Output range, inclusive: from the line containing "if existing.meta.total >" to the line containing "rent.set_mode(EntryMode::SingleEntry);". Restate those lines from the data below word for word and only those.

RECORDS TO USE Block Start

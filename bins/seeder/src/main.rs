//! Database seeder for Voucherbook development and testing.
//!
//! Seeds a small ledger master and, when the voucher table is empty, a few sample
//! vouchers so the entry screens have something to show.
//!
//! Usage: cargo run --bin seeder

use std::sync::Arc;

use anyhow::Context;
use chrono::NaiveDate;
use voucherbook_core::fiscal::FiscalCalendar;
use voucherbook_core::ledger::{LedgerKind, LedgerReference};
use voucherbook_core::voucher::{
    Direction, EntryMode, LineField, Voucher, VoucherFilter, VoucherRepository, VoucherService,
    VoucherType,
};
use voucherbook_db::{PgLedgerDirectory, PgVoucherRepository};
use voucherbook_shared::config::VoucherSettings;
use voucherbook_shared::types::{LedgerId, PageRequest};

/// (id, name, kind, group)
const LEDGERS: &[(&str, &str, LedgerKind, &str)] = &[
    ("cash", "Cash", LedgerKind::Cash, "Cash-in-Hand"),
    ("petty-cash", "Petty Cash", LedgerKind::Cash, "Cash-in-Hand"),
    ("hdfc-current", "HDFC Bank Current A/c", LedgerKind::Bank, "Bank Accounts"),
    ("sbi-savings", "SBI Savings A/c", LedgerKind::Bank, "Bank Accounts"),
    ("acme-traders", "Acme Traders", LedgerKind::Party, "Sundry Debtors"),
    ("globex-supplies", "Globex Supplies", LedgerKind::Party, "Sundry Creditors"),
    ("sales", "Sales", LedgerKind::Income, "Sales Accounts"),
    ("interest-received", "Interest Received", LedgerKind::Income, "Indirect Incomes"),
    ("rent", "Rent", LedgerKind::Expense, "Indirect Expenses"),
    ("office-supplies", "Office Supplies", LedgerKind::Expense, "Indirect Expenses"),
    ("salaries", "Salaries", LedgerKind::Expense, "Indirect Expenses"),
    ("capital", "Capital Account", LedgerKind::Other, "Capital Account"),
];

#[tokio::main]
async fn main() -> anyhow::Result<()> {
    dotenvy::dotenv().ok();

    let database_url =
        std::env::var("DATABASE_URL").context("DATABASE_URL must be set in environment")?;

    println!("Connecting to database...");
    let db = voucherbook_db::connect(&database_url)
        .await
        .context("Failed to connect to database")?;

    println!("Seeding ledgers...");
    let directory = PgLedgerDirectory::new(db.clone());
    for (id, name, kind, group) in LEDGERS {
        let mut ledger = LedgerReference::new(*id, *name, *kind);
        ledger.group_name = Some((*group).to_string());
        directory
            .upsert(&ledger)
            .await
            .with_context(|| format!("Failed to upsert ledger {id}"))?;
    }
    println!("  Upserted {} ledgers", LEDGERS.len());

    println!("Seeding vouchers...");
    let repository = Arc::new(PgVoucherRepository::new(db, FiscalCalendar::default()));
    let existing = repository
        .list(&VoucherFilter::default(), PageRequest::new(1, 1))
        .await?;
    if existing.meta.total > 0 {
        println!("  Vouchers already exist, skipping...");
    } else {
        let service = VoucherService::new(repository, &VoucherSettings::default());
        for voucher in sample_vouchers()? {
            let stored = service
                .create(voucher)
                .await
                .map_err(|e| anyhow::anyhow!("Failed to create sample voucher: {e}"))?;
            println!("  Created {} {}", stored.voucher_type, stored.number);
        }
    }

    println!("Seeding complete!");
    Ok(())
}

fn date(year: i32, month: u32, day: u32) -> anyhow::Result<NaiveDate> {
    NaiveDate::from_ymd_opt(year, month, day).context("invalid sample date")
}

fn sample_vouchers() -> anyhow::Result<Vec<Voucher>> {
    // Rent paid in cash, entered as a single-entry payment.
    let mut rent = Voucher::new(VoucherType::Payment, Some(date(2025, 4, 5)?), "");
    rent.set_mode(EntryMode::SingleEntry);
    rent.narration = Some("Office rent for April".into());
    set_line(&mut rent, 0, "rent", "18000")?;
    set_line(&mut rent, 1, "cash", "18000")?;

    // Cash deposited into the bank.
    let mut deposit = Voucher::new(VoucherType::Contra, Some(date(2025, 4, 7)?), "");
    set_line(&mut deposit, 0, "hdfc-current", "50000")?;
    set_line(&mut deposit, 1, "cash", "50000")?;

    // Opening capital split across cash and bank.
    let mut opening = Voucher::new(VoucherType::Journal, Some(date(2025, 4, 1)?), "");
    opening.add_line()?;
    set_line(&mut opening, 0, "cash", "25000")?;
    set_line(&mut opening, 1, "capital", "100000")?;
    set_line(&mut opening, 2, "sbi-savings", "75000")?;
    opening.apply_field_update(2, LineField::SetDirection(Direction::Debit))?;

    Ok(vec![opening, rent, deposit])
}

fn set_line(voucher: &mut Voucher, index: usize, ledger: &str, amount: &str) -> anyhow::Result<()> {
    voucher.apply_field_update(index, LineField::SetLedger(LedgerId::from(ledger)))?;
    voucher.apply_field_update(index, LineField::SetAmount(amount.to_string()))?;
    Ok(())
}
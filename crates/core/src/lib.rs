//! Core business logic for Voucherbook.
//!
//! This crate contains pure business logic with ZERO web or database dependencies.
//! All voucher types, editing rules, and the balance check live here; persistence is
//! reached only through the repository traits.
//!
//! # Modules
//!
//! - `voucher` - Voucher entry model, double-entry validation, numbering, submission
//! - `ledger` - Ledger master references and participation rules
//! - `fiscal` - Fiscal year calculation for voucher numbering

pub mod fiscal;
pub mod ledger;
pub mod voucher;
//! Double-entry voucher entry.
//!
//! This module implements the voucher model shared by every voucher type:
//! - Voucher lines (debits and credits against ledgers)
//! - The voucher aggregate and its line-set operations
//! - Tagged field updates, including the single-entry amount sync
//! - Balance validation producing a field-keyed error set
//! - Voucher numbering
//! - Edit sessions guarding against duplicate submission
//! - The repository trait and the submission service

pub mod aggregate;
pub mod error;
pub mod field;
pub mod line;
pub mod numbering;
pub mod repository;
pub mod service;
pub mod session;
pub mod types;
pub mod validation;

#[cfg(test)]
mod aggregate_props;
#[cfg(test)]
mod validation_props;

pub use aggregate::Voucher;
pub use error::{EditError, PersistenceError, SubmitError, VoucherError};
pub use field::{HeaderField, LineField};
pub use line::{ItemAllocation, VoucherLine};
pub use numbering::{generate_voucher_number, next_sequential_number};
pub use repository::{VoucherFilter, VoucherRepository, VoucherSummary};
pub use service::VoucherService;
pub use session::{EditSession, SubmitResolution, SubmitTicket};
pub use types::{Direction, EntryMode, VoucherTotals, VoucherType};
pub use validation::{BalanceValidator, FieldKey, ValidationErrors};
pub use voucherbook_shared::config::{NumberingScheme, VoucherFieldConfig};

RECORDS TO USE Block End
RECORDS TO USE Block Start

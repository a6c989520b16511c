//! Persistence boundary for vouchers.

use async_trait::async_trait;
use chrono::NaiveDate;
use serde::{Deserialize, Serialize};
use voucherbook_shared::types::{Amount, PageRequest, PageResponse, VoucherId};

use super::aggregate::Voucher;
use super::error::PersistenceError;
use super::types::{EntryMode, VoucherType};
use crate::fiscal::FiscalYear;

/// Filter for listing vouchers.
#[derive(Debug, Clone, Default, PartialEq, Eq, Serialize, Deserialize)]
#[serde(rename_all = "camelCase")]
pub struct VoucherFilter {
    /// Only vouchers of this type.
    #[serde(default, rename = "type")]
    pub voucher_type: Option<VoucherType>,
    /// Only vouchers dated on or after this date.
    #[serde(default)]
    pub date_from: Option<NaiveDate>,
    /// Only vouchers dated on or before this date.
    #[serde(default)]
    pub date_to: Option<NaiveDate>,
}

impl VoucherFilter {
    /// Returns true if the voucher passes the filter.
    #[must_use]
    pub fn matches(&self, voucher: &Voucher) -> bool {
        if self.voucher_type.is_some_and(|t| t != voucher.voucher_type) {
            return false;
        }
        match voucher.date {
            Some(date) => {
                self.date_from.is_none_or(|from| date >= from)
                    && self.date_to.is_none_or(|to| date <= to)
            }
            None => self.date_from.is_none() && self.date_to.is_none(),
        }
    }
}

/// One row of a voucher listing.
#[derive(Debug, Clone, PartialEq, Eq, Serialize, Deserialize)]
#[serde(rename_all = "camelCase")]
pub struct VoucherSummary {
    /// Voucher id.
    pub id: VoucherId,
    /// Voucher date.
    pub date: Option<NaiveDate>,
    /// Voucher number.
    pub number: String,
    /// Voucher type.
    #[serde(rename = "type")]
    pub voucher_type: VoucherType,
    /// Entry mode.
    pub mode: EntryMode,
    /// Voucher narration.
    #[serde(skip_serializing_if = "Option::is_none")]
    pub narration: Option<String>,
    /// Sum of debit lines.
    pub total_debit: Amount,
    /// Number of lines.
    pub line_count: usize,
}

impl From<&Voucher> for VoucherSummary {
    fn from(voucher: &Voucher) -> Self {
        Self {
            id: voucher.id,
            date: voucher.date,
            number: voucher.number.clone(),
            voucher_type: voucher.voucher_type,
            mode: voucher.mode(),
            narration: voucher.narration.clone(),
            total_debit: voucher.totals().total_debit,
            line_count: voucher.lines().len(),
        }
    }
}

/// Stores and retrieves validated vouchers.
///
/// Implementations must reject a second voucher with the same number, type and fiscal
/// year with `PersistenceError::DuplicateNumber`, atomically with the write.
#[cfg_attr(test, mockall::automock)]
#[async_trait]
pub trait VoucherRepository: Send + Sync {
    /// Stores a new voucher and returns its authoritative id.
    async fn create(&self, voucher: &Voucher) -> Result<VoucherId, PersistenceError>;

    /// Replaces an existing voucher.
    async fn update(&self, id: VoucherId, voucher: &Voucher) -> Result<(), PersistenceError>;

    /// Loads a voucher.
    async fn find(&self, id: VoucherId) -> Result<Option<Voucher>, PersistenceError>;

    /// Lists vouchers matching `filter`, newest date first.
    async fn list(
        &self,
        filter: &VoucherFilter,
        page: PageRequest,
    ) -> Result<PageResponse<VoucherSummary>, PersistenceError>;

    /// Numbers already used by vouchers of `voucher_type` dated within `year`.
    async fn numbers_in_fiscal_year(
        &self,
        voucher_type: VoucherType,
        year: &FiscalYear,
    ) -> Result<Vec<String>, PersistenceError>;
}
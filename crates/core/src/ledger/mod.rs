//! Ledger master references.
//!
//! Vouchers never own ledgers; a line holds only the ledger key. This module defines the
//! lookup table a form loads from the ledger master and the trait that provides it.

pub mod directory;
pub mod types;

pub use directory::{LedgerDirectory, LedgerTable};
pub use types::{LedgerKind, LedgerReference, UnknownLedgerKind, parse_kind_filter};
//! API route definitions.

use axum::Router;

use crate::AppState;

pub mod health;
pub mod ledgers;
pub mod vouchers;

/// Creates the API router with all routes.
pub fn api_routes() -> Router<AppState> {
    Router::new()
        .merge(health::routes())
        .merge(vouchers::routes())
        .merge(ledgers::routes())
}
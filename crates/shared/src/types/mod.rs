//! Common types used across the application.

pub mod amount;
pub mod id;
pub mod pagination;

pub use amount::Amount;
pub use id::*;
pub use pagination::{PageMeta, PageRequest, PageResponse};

RECORDS TO USE Block End

▶ [TASK RESPONSE]:
    if existing.meta.total > 0 {
        println!("  Vouchers already exist, skipping...");
    } else {
        let service = VoucherService::new(repository, &VoucherSettings::default());
        for voucher in sample_vouchers()? {
            let stored = service
                .create(voucher)
                .await
                .map_err(|e| anyhow::anyhow!("Failed to create sample voucher: {e}"))?;
            println!("  Created {} {}", stored.voucher_type, stored.number);
        }
    }

    println!("Seeding complete!");
    Ok(())
}

fn date(year: i32, month: u32, day: u32) -> anyhow::Result<NaiveDate> {
    NaiveDate::from_ymd_opt(year, month, day).context("invalid sample date")
}

fn sample_vouchers() -> anyhow::Result<Vec<Voucher>> {
    // Rent paid in cash, entered as a single-entry payment.
    let mut rent = Voucher::new(VoucherType::Payment, Some(date(2025, 4, 5)?), "");
    rent.set_mode(EntryMode::SingleEntry);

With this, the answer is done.